◆ TASK DESCRIPTION ◆
Everything from the first line of the entries below through the line holding "Eq, Serialize, Deserialize)]" must be printed exactly as written.

= Beginning of Section =

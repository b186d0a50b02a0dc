// SPDX-FileCopyrightText: 2025 2025 Contributors to the OpenIMP project.
// SPDX-License-Identifier: Apache-2.0

//! Frame source: the producer stage that feeds capture buffers into the
//! module graph.
//!
//! Each frame-source channel owns one frame-channel device and one pool. Once
//! enabled, the channel's module sits at `(FrameSource, chn)` in the registry
//! and every [`FrameSource::deliver`] call pushes one frame to the observers
//! bound to it.

use std::sync::Arc;

use parking_lot::Mutex;
use serde::{Deserialize, Serialize};
use tracing::{debug, error, info, warn};

use crate::{
    DeviceKind, Error, ImpSystem, Module, PixelFormat, PoolFormat, Result, WaitMode,
    device::{DeviceOpener, FrameChannelDevice, open_with_retry},
};

/// Number of frame-source channels.
pub const FS_MAX_CHANNELS: usize = 5;

/// Module name used for frame-source channels.
const MODULE_NAME: &str = "framesource";

/// Capture attributes of a frame-source channel.
#[derive(Debug, Clone, Copy, PartialEq, Eq, Serialize, Deserialize)]
pub struct FsChannelAttr {
    pub width: u32,
    pub height: u32,
    pub pixel_format: PixelFormat,
    /// Buffers requested from the driver. The driver may grant fewer.
    pub frame_count: usize,
    /// Frames the driver may queue ahead of the consumer; `0` leaves the
    /// driver default.
    #[serde(default)]
    pub depth: u32,
    #[serde(default)]
    pub min_frame_size: usize,
}

impl FsChannelAttr {
    pub fn new(width: u32, height: u32, pixel_format: PixelFormat, frame_count: usize) -> Self {
        Self {
            width,
            height,
            pixel_format,
            frame_count,
            depth: 0,
            min_frame_size: 0,
        }
    }

    /// Checks the attributes before they reach a driver.
    ///
    /// # Errors
    ///
    /// - [`Error::InvalidArg`] for zero or oversized geometry, or no frames
    /// - [`Error::UnsupportedFormat`] if no frame size is known for the format
    pub fn validate(&self) -> Result<()> {
        if self.width == 0 || self.height == 0 {
            return Err(Error::InvalidArg(format!(
                "frame size {}x{}",
                self.width, self.height
            )));
        }
        if i32::try_from(self.width).is_err()
            || i32::try_from(self.height).is_err()
            || i32::try_from(self.depth).is_err()
        {
            return Err(Error::InvalidArg(format!(
                "frame size {}x{} depth {}",
                self.width, self.height, self.depth
            )));
        }
        if self.frame_count == 0 || i32::try_from(self.frame_count).is_err() {
            return Err(Error::InvalidArg(format!(
                "frame count {}",
                self.frame_count
            )));
        }
        self.pool_format(self.frame_count).frame_size()?;
        Ok(())
    }

    fn pool_format(&self, frame_count: usize) -> PoolFormat {
        PoolFormat {
            min_frame_size: self.min_frame_size,
            ..PoolFormat::new(self.width, self.height, self.pixel_format, frame_count)
        }
    }

    // Fields fit in i32 once validated.
    fn device_format(&self) -> imp_sys::FsFormat {
        imp_sys::FsFormat {
            enable: 1,
            width: self.width as i32,
            height: self.height as i32,
            pixfmt: self.pixel_format.code(),
        }
    }
}

struct Streaming {
    device: Box<dyn FrameChannelDevice>,
    module: Arc<Module>,
}

struct FsChannel {
    attr: FsChannelAttr,
    /// Set while an `enable` call negotiates with the device unlocked.
    enabling: bool,
    streaming: Option<Streaming>,
}

/// The frame-source stage.
///
/// # Examples
///
/// ```no_run
/// use imp::{DeviceOpener, FrameSource, FsChannelAttr, ImpSystem, PixelFormat, WaitMode};
///
/// fn capture(system: &ImpSystem, opener: &dyn DeviceOpener) -> Result<(), imp::Error> {
///     let source = FrameSource::new(system);
///     source.create_channel(0, FsChannelAttr::new(1920, 1080, PixelFormat::NV12, 4))?;
///     source.enable(0, opener)?;
///     let consumers = source.deliver(0, WaitMode::Forever)?;
///     println!("frame delivered to {consumers} modules");
///     source.disable(0)
/// }
/// ```
pub struct FrameSource {
    system: ImpSystem,
    channels: Mutex<Vec<Option<FsChannel>>>,
}

impl std::fmt::Debug for FrameSource {
    fn fmt(&self, f: &mut std::fmt::Formatter<'_>) -> std::fmt::Result {
        let channels = self.channels.lock();
        let created: Vec<usize> = (0..channels.len())
            .filter(|&chn| channels[chn].is_some())
            .collect();
        f.debug_struct("FrameSource")
            .field("channels", &created)
            .finish()
    }
}

impl FrameSource {
    pub fn new(system: &ImpSystem) -> Self {
        Self {
            system: system.clone(),
            channels: Mutex::new((0..FS_MAX_CHANNELS).map(|_| None).collect()),
        }
    }

    /// Declares channel `chn` with its capture attributes.
    ///
    /// # Errors
    ///
    /// - [`Error::InvalidAddress`] if `chn` is out of range
    /// - [`Error::AlreadyExists`] if the channel was already created
    /// - any error from [`FsChannelAttr::validate`]
    pub fn create_channel(&self, chn: usize, attr: FsChannelAttr) -> Result<()> {
        attr.validate()?;
        let mut channels = self.channels.lock();
        let slot = channels
            .get_mut(chn)
            .ok_or_else(|| Error::InvalidAddress(format!("framesource channel {chn}")))?;
        if slot.is_some() {
            return Err(Error::AlreadyExists(format!("framesource channel {chn}")));
        }
        *slot = Some(FsChannel {
            attr,
            enabling: false,
            streaming: None,
        });
        info!(
            channel = chn,
            width = attr.width,
            height = attr.height,
            format = %attr.pixel_format,
            "Frame source channel created."
        );
        Ok(())
    }

    /// Disables channel `chn` if needed and forgets it.
    ///
    /// The channel's module stays registered so existing bindings survive a
    /// re-create.
    pub fn destroy_channel(&self, chn: usize) -> Result<()> {
        let mut channels = self.channels.lock();
        let slot = channels
            .get_mut(chn)
            .ok_or_else(|| Error::InvalidAddress(format!("framesource channel {chn}")))?;
        if slot.as_ref().is_some_and(|channel| channel.enabling) {
            return Err(Error::InvalidArg(format!(
                "framesource channel {chn} is being enabled"
            )));
        }
        let mut channel = slot
            .take()
            .ok_or_else(|| Error::NotFound(format!("framesource channel {chn}")))?;
        drop(channels);
        let result = match channel.streaming.take() {
            Some(streaming) => self.stop_streaming(chn, streaming),
            None => Ok(()),
        };
        info!(channel = chn, "Frame source channel destroyed.");
        result
    }

    /// Replaces the attributes of a created, disabled channel.
    ///
    /// # Errors
    ///
    /// Returns [`Error::InvalidArg`] while the channel is enabled.
    pub fn set_attr(&self, chn: usize, attr: FsChannelAttr) -> Result<()> {
        attr.validate()?;
        self.with_channel(chn, |channel| {
            if channel.streaming.is_some() || channel.enabling {
                return Err(Error::InvalidArg(format!(
                    "framesource channel {chn} is enabled"
                )));
            }
            channel.attr = attr;
            Ok(())
        })
    }

    pub fn attr(&self, chn: usize) -> Result<FsChannelAttr> {
        self.with_channel(chn, |channel| Ok(channel.attr))
    }

    pub fn is_enabled(&self, chn: usize) -> Result<bool> {
        self.with_channel(chn, |channel| Ok(channel.streaming.is_some()))
    }

    /// Opens the channel's device, sizes its pool from the buffers the driver
    /// grants and starts streaming. Enabling an enabled channel does nothing.
    ///
    /// On success the channel's module is registered at `(FrameSource, chn)`,
    /// or adopted if one is already there. The device is opened and
    /// negotiated without holding the channel table, so other channels stay
    /// usable while a slow device node comes up.
    ///
    /// # Errors
    ///
    /// - [`Error::Device`] if the device cannot be opened or a driver request fails
    /// - [`Error::InvalidArg`] if another enable of `chn` is in progress
    /// - any pool creation error
    ///
    /// A failed enable leaves no pool behind.
    pub fn enable(&self, chn: usize, opener: &dyn DeviceOpener) -> Result<()> {
        let attr = self.with_channel(chn, |channel| {
            if channel.streaming.is_some() {
                return Ok(None);
            }
            if channel.enabling {
                return Err(Error::InvalidArg(format!(
                    "framesource channel {chn} is being enabled"
                )));
            }
            channel.enabling = true;
            Ok(Some(channel.attr))
        })?;
        let Some(attr) = attr else {
            return Ok(());
        };

        let started = self.start_streaming(chn, &attr, opener);
        let mut channels = self.channels.lock();
        if let Some(channel) = channels.get_mut(chn).and_then(Option::as_mut) {
            channel.enabling = false;
            channel.streaming = Some(started?);
            return Ok(());
        }
        drop(channels);
        if let Ok(streaming) = started
            && let Err(e) = self.stop_streaming(chn, streaming)
        {
            warn!(channel = chn, error = %e, "Failed to stop orphaned stream.");
        }
        Err(Error::NotFound(format!("framesource channel {chn}")))
    }

    fn start_streaming(
        &self,
        chn: usize,
        attr: &FsChannelAttr,
        opener: &dyn DeviceOpener,
    ) -> Result<Streaming> {
        let mut device = open_with_retry(opener, chn, self.system.config())?;
        let current = device.get_format()?;
        debug!(
            channel = chn,
            width = current.width,
            height = current.height,
            "Current device format."
        );
        device.set_format(&attr.device_format())?;

        let request = imp_sys::FsBufCount::capture(attr.frame_count as i32);
        let granted = device.set_buffer_count(request)?;
        let granted = usize::try_from(granted)
            .ok()
            .filter(|&count| count > 0)
            .ok_or_else(|| {
                Error::Other(format!("Driver granted {granted} buffers on channel {chn}."))
            })?;
        if granted != attr.frame_count {
            info!(
                channel = chn,
                requested = attr.frame_count,
                granted,
                "Driver adjusted buffer count."
            );
        }
        if attr.depth > 0 {
            device.set_depth(attr.depth as i32)?;
        }

        let pools = self.system.pools();
        pools.create_pool(chn, &attr.pool_format(granted), None)?;
        let module = device.stream_on().and_then(|()| {
            self.system
                .registry()
                .ensure(DeviceKind::FRAME_SOURCE, chn, MODULE_NAME, None)
                .inspect_err(|_| {
                    if let Err(e) = device.stream_off() {
                        warn!(channel = chn, error = %e, "Stream off failed during rollback.");
                    }
                })
        });
        let module = match module {
            Ok(module) => module,
            Err(e) => {
                if let Err(e) = pools.destroy_pool(chn) {
                    warn!(channel = chn, error = %e, "Pool cleanup failed during rollback.");
                }
                return Err(e);
            }
        };
        info!(channel = chn, frames = granted, "Frame source channel enabled.");
        Ok(Streaming { device, module })
    }

    /// Stops streaming, reclaims every frame and frees the channel's pool.
    /// Disabling a disabled channel does nothing.
    pub fn disable(&self, chn: usize) -> Result<()> {
        let streaming = self.with_channel(chn, |channel| Ok(channel.streaming.take()))?;
        match streaming {
            Some(streaming) => self.stop_streaming(chn, streaming),
            None => Ok(()),
        }
    }

    /// Pushes one frame from channel `chn` to every bound consumer.
    ///
    /// Takes the oldest free frame, stamps it with the system clock, notifies
    /// the channel's observers on the calling thread and releases it. Returns
    /// the number of consumers that took the frame.
    ///
    /// # Errors
    ///
    /// - [`Error::InvalidArg`] if the channel is not enabled
    /// - [`Error::Timeout`] if no frame became free within `wait`
    pub fn deliver(&self, chn: usize, wait: impl Into<WaitMode>) -> Result<usize> {
        let module = self.with_channel(chn, |channel| {
            channel
                .streaming
                .as_ref()
                .map(|streaming| streaming.module.clone())
                .ok_or_else(|| {
                    Error::InvalidArg(format!("framesource channel {chn} is not enabled"))
                })
        })?;
        let frame = self.system.pools().acquire_frame(chn, wait.into())?;
        frame.set_timestamp(self.system.timestamp_us());
        let delivered = module.notify(&frame.info());
        debug!(channel = chn, index = frame.index(), delivered, "Frame delivered.");
        frame.release()?;
        Ok(delivered)
    }

    fn with_channel<T>(
        &self,
        chn: usize,
        f: impl FnOnce(&mut FsChannel) -> Result<T>,
    ) -> Result<T> {
        let mut channels = self.channels.lock();
        let channel = channels
            .get_mut(chn)
            .ok_or_else(|| Error::InvalidAddress(format!("framesource channel {chn}")))?
            .as_mut()
            .ok_or_else(|| Error::NotFound(format!("framesource channel {chn}")))?;
        f(channel)
    }

    fn stop_streaming(&self, chn: usize, mut streaming: Streaming) -> Result<()> {
        let stream_off = streaming.device.stream_off();
        let pools = self.system.pools();
        let flushed = pools.flush(chn).map(|_| ());
        let destroyed = pools.destroy_pool(chn);
        info!(channel = chn, "Frame source channel disabled.");
        stream_off.and(flushed).and(destroyed)
    }
}

impl Drop for FrameSource {
    fn drop(&mut self) {
        let streaming: Vec<(usize, Streaming)> = self
            .channels
            .get_mut()
            .iter_mut()
            .enumerate()
            .filter_map(|(chn, slot)| Some((chn, slot.as_mut()?.streaming.take()?)))
            .collect();
        for (chn, streaming) in streaming {
            if let Err(e) = self.stop_streaming(chn, streaming) {
                error!(channel = chn, error = %e, "Failed to disable frame source channel.");
            }
        }
    }
}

= End of Section =

◆ TASK SOLUTION ◆
repository b186d0a50b02a0dc
// SPDX-FileCopyrightText: 2025 2025 Contributors to the OpenIMP project.
// SPDX-License-Identifier: Apache-2.0

//! Frame source: the producer stage that feeds capture buffers into the
//! module graph.
//!
//! Each frame-source channel owns one frame-channel device and one pool. Once
//! enabled, the channel's module sits at `(FrameSource, chn)` in the registry
//! and every [`FrameSource::deliver`] call pushes one frame to the observers
//! bound to it.

use std::sync::Arc;

use parking_lot::Mutex;
use serde::{Deserialize, Serialize};
use tracing::{debug, error, info, warn};

use crate::{
    DeviceKind, Error, ImpSystem, Module, PixelFormat, PoolFormat, Result, WaitMode,
    device::{DeviceOpener, FrameChannelDevice, open_with_retry},
};

/// Number of frame-source channels.
pub const FS_MAX_CHANNELS: usize = 5;

/// Module name used for frame-source channels.
const MODULE_NAME: &str = "framesource";

/// Capture attributes of a frame-source channel.
#[derive(Debug, Clone, Copy, PartialEq, Eq, Serialize, Deserialize)]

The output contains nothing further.